// src/core/stats.rs — Pass rate and flakiness aggregation over trials

use super::types::{TestCaseStatistics, TrialRecord};

/// Round to two decimal places.
pub fn round2(value: f64) -> f64 {
    (value * 100.0).round() / 100.0
}

/// Percentage of decided trials that passed. `None` when nothing was decided.
pub fn pass_rate(passed: u32, failed: u32) -> Option<f64> {
    let decided = passed + failed;
    if decided == 0 {
        return None;
    }
    Some(round2(passed as f64 / decided as f64 * 100.0))
}

/// Triangular instability score: 100 at a 50% pass rate, 0 at 0% or 100%.
/// Kept at full precision; display code rounds.
pub fn flakiness_index(pass_rate: f64) -> f64 {
    let p = pass_rate.clamp(0.0, 100.0);
    let normalized = (2.0 * p - 100.0) / 100.0;
    (1.0 - normalized.abs()) * 100.0
}

/// Aggregate a case's trials. Pure: the same trials always give the same result.
pub fn compute_statistics(trials: &[TrialRecord]) -> TestCaseStatistics {
    let mut passed = 0u32;
    let mut failed = 0u32;
    let mut errored = 0u32;
    let mut runtime_ms = 0u64;

    for trial in trials {
        match trial.result.passed {
            Some(true) => passed += 1,
            Some(false) => failed += 1,
            None => errored += 1,
        }
        runtime_ms += trial.duration_ms;
    }

    let rate = pass_rate(passed, failed);
    TestCaseStatistics {
        num_runs: trials.len() as u32,
        num_passed: passed,
        num_failed: failed,
        num_errored: errored,
        pass_rate: rate,
        flakiness_index: rate.map(flakiness_index),
        runtime_ms,
    }
}

#[cfg(test)]
mod tests {
    use super::*;
    use crate::evaluator::EvalResult;

    fn trial(passed: Option<bool>) -> TrialRecord {
        TrialRecord {
            run_index: 0,
            prompt: "p".into(),
            response: passed.map(|_| "r".to_string()),
            result: match passed {
                Some(true) => EvalResult::pass("ok"),
                Some(false) => EvalResult::fail("no"),
                None => EvalResult::errored("boom"),
            },
            failure_labels: vec![],
            cached: false,
            duration_ms: 10,
        }
    }

    #[test]
    fn test_flakiness_endpoints() {
        assert_eq!(flakiness_index(50.0), 100.0);
        assert_eq!(flakiness_index(0.0), 0.0);
        assert_eq!(flakiness_index(100.0), 0.0);
        assert_eq!(flakiness_index(75.0), 50.0);
    }

    #[test]
    fn test_flakiness_symmetric() {
        for i in 0..=1000 {
            let p = i as f64 / 10.0;
            let diff = (flakiness_index(p) - flakiness_index(100.0 - p)).abs();
            assert!(diff < 1e-9, "p = {p}");
        }
    }

    #[test]
    fn test_flakiness_keeps_full_precision() {
        let g = flakiness_index(12.3456);
        assert!((g - 24.6912).abs() < 1e-9, "got {g}");
        assert_ne!(g, round2(g));
    }

    #[test]
    fn test_flakiness_clamps_out_of_range() {
        assert_eq!(flakiness_index(-5.0), 0.0);
        assert_eq!(flakiness_index(140.0), 0.0);
    }

    #[test]
    fn test_pass_rate_rounding() {
        assert_eq!(pass_rate(1, 2), Some(33.33));
        assert_eq!(pass_rate(2, 1), Some(66.67));
        assert_eq!(pass_rate(0, 0), None);
    }

    #[test]
    fn test_counts_sum_to_runs() {
        let trials: Vec<_> = [Some(true), Some(false), None, Some(true), None]
            .into_iter()
            .map(trial)
            .collect();
        let s = compute_statistics(&trials);
        assert_eq!(s.num_runs, 5);
        assert_eq!(s.num_passed + s.num_failed + s.num_errored, s.num_runs);
        assert_eq!(s.num_errored, 2);
        assert_eq!(s.pass_rate, Some(66.67));
        assert_eq!(s.runtime_ms, 50);
    }

    #[test]
    fn test_all_errored_has_no_rates() {
        let trials: Vec<_> = (0..8).map(|_| trial(None)).collect();
        let s = compute_statistics(&trials);
        assert_eq!(s.num_errored, 8);
        assert_eq!(s.pass_rate, None);
        assert_eq!(s.flakiness_index, None);
    }

    #[test]
    fn test_alternating_is_maximally_flaky() {
        let trials: Vec<_> = (0..8).map(|i| trial(Some(i % 2 == 0))).collect();
        let s = compute_statistics(&trials);
        assert_eq!(s.pass_rate, Some(50.0));
        assert_eq!(s.flakiness_index, Some(100.0));
    }

    #[test]
    fn test_idempotent() {
        let trials: Vec<_> = [Some(true), Some(false), Some(false), None]
            .into_iter()
            .map(trial)
            .collect();
        assert_eq!(compute_statistics(&trials), compute_statistics(&trials));
    }

    #[test]
    fn test_empty_trials() {
        let s = compute_statistics(&[]);
        assert_eq!(s.num_runs, 0);
        assert!(s.pass_rate.is_none());
    }
}
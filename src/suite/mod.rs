// src/suite/mod.rs — Suite definitions and on-disk loading
//
// A suite lives in `{test_dir}/{name}/`: `prompt.txt` holds the template and
// either `assertions.rhai` or `assertions.toml` declares the test cases.

pub mod declarative;
pub mod rhai_host;

use std::collections::HashSet;
use std::path::{Path, PathBuf};

use crate::core::types::TestCase;
use crate::infra::errors::ProbeError;
use crate::infra::paths;

pub const PROMPT_FILE: &str = "prompt.txt";
pub const RHAI_ASSERTIONS: &str = "assertions.rhai";
pub const TOML_ASSERTIONS: &str = "assertions.toml";
pub const CONTEXT_FILE: &str = "context.json";

#[derive(Debug, Clone, Copy, PartialEq, Eq)]
pub enum SuiteFormat {
    Rhai,
    Toml,
}

impl SuiteFormat {
    pub fn file_name(&self) -> &'static str {
        match self {
            SuiteFormat::Rhai => RHAI_ASSERTIONS,
            SuiteFormat::Toml => TOML_ASSERTIONS,
        }
    }
}

/// The assertions file a suite was loaded from.
#[derive(Debug, Clone)]
pub struct AssertionsSource {
    pub path: PathBuf,
    pub format: SuiteFormat,
    pub raw: String,
}

/// An ordered collection of test cases sharing one prompt template.
#[derive(Debug, Clone)]
pub struct Suite {
    pub name: String,
    pub prompt_template: String,
    pub cases: Vec<TestCase>,
    /// `None` for suites built in code.
    pub source: Option<AssertionsSource>,
}

impl Suite {
    /// Build a suite without touching the filesystem.
    pub fn in_memory(
        name: impl Into<String>,
        prompt_template: impl Into<String>,
        cases: Vec<TestCase>,
    ) -> Self {
        Self {
            name: name.into(),
            prompt_template: prompt_template.into(),
            cases,
            source: None,
        }
    }

    /// Reject empty suites and duplicate descriptions.
    pub fn validate(&self) -> Result<(), ProbeError> {
        if self.cases.is_empty() {
            return Err(ProbeError::malformed_suite(&self.name, "no tests declared"));
        }
        let mut seen = HashSet::new();
        for case in &self.cases {
            if !seen.insert(case.description.as_str()) {
                return Err(ProbeError::malformed_suite(
                    &self.name,
                    format!("duplicate test description '{}'", case.description),
                ));
            }
        }
        Ok(())
    }
}

/// Resolves suites by name under a test directory.
#[derive(Debug, Clone)]
pub struct SuiteLoader {
    test_dir: PathBuf,
}

impl SuiteLoader {
    pub fn new(test_dir: impl Into<PathBuf>) -> Self {
        Self {
            test_dir: test_dir.into(),
        }
    }

    pub fn test_dir(&self) -> &Path {
        &self.test_dir
    }

    /// Load and validate the suite called `name`.
    pub fn load(&self, name: &str) -> Result<Suite, ProbeError> {
        let dir = paths::suite_dir(&self.test_dir, name);
        if !dir.is_dir() {
            return Err(not_found(name, &dir));
        }

        let prompt_path = dir.join(PROMPT_FILE);
        if !prompt_path.is_file() {
            return Err(not_found(name, &prompt_path));
        }
        let prompt_template = std::fs::read_to_string(&prompt_path)?;

        let (path, format) = find_assertions(&dir)
            .ok_or_else(|| not_found(name, &dir.join(RHAI_ASSERTIONS)))?;
        let raw = std::fs::read_to_string(&path)?;

        let cases = match format {
            SuiteFormat::Rhai => {
                let context = read_context(name, &dir)?;
                rhai_host::load_cases(name, &raw, context.as_ref())?
            }
            SuiteFormat::Toml => declarative::load_cases(name, &raw)?,
        };

        let suite = Suite {
            name: name.to_string(),
            prompt_template,
            cases,
            source: Some(AssertionsSource { path, format, raw }),
        };
        suite.validate()?;

        tracing::debug!(
            suite = name,
            format = ?format,
            cases = suite.cases.len(),
            "Loaded suite"
        );
        Ok(suite)
    }

    pub fn list(&self) -> Result<Vec<String>, ProbeError> {
        list_suites(&self.test_dir)
    }
}

fn not_found(name: &str, path: &Path) -> ProbeError {
    ProbeError::SuiteNotFound {
        name: name.to_string(),
        path: path.display().to_string(),
    }
}

fn find_assertions(dir: &Path) -> Option<(PathBuf, SuiteFormat)> {
    let rhai = dir.join(RHAI_ASSERTIONS);
    let toml = dir.join(TOML_ASSERTIONS);
    match (rhai.is_file(), toml.is_file()) {
        (true, true) => {
            tracing::warn!(
                dir = %dir.display(),
                "Both assertions.rhai and assertions.toml present; using assertions.rhai"
            );
            Some((rhai, SuiteFormat::Rhai))
        }
        (true, false) => Some((rhai, SuiteFormat::Rhai)),
        (false, true) => Some((toml, SuiteFormat::Toml)),
        (false, false) => None,
    }
}

fn read_context(name: &str, dir: &Path) -> Result<Option<serde_json::Value>, ProbeError> {
    let path = dir.join(CONTEXT_FILE);
    if !path.is_file() {
        return Ok(None);
    }
    let raw = std::fs::read_to_string(&path)?;
    serde_json::from_str(&raw)
        .map(Some)
        .map_err(|e| ProbeError::malformed_suite(name, format!("{CONTEXT_FILE} is invalid: {e}")))
}

/// Names of the suite directories under `test_dir`, sorted. A missing
/// directory has no suites.
pub fn list_suites(test_dir: &Path) -> Result<Vec<String>, ProbeError> {
    if !test_dir.is_dir() {
        return Ok(Vec::new());
    }
    let mut names = Vec::new();
    for entry in std::fs::read_dir(test_dir)? {
        let entry = entry?;
        if entry.file_type()?.is_dir() {
            if let Some(name) = entry.file_name().to_str() {
                names.push(name.to_string());
            }
        }
    }
    names.sort();
    Ok(names)
}
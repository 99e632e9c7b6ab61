// src/report/export.rs — CSV and JSON exports of a suite result

use std::path::Path;

use crate::core::types::TestSuiteResult;
use crate::infra::errors::ProbeError;

pub const CSV_HEADER: &str =
    "description,runs,passed,failed,errored,pass_rate,flakiness,runtime_ms,failure_labels";

/// Quote a field when it contains a delimiter, quote or line break.
fn csv_field(value: &str) -> String {
    if value.contains([',', '"', '\n', '\r']) {
        format!("\"{}\"", value.replace('"', "\"\""))
    } else {
        value.to_string()
    }
}

fn optional(value: Option<f64>) -> String {
    value.map(|v| v.to_string()).unwrap_or_default()
}

/// One row per test case. Missing statistics are empty cells.
pub fn to_csv(result: &TestSuiteResult) -> String {
    let mut out = String::from(CSV_HEADER);
    out.push('\n');
    for r in &result.results {
        let s = &r.statistics;
        let row = [
            csv_field(&r.case.description),
            s.num_runs.to_string(),
            s.num_passed.to_string(),
            s.num_failed.to_string(),
            s.num_errored.to_string(),
            optional(s.pass_rate),
            optional(s.flakiness_index),
            s.runtime_ms.to_string(),
            csv_field(&r.failure_labels().join(";")),
        ];
        out.push_str(&row.join(","));
        out.push('\n');
    }
    out
}

pub fn to_json(result: &TestSuiteResult) -> Result<String, ProbeError> {
    serde_json::to_string_pretty(result).map_err(|e| ProbeError::Other(e.into()))
}

pub fn write_csv(path: &Path, result: &TestSuiteResult) -> Result<(), ProbeError> {
    write(path, &to_csv(result))
}

pub fn write_json(path: &Path, result: &TestSuiteResult) -> Result<(), ProbeError> {
    write(path, &to_json(result)?)
}

fn write(path: &Path, contents: &str) -> Result<(), ProbeError> {
    if let Some(parent) = path.parent().filter(|p| !p.as_os_str().is_empty()) {
        std::fs::create_dir_all(parent)?;
    }
    std::fs::write(path, contents)?;
    Ok(())
}

#[cfg(test)]
mod tests {
    use super::*;
    use crate::report::fixtures::sample_result;
    use pretty_assertions::assert_eq;

    #[test]
    fn test_csv_rows() {
        let csv = to_csv(&sample_result());
        assert_eq!(
            csv,
            "description,runs,passed,failed,errored,pass_rate,flakiness,runtime_ms,failure_labels\n\
             mixed,2,1,1,0,50,100,20,wrong\n\
             broken,2,0,0,2,,,20,\n"
        );
    }

    #[test]
    fn test_csv_quoting() {
        assert_eq!(csv_field("plain"), "plain");
        assert_eq!(csv_field("a, b"), "\"a, b\"");
        assert_eq!(csv_field("say \"hi\""), "\"say \"\"hi\"\"\"");
        assert_eq!(csv_field("two\nlines"), "\"two\nlines\"");
    }

    #[test]
    fn test_json_export() {
        let json: serde_json::Value = serde_json::from_str(&to_json(&sample_result()).unwrap()).unwrap();
        assert_eq!(json["suite"], "greet");
        assert_eq!(json["results"][0]["case"]["eval"], "equals");
        assert_eq!(json["results"][1]["statistics"]["pass_rate"], serde_json::Value::Null);
        assert_eq!(json["results"][0]["trials"].as_array().unwrap().len(), 2);
    }

    #[test]
    fn test_write_creates_parent_dirs() {
        let tmp = tempfile::tempdir().unwrap();
        let path = tmp.path().join("out/results.csv");
        write_csv(&path, &sample_result()).unwrap();
        assert!(std::fs::read_to_string(path).unwrap().starts_with(CSV_HEADER));
    }
}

_ _ _ _ _

#### Exercise prompt
An exact copy of the lines above, from the one containing "pub fn file_name(&self)" down to the one containing "for case in" and including both, is the whole answer; retype it and nothing else.

#### Answer for this exercise
    pub fn file_name(&self) -> &'static str {
        match self {
            SuiteFormat::Rhai => RHAI_ASSERTIONS,
            SuiteFormat::Toml => TOML_ASSERTIONS,
        }
    }
}

/// The assertions file a suite was loaded from.
#[derive(Debug, Clone)]
pub struct AssertionsSource {
    pub path: PathBuf,
    pub format: SuiteFormat,
    pub raw: String,
}

/// An ordered collection of test cases sharing one prompt template.
#[derive(Debug, Clone)]
pub struct Suite {
    pub name: String,
    pub prompt_template: String,
    pub cases: Vec<TestCase>,
    /// `None` for suites built in code.
    pub source: Option<AssertionsSource>,
}

impl Suite {
    /// Build a suite without touching the filesystem.
    pub fn in_memory(
        name: impl Into<String>,
        prompt_template: impl Into<String>,
        cases: Vec<TestCase>,
    ) -> Self {
        Self {
            name: name.into(),
            prompt_template: prompt_template.into(),
            cases,
            source: None,
        }
    }

    /// Reject empty suites and duplicate descriptions.
    pub fn validate(&self) -> Result<(), ProbeError> {
        if self.cases.is_empty() {
            return Err(ProbeError::malformed_suite(&self.name, "no tests declared"));
        }
        let mut seen = HashSet::new();
        for case in &self.cases {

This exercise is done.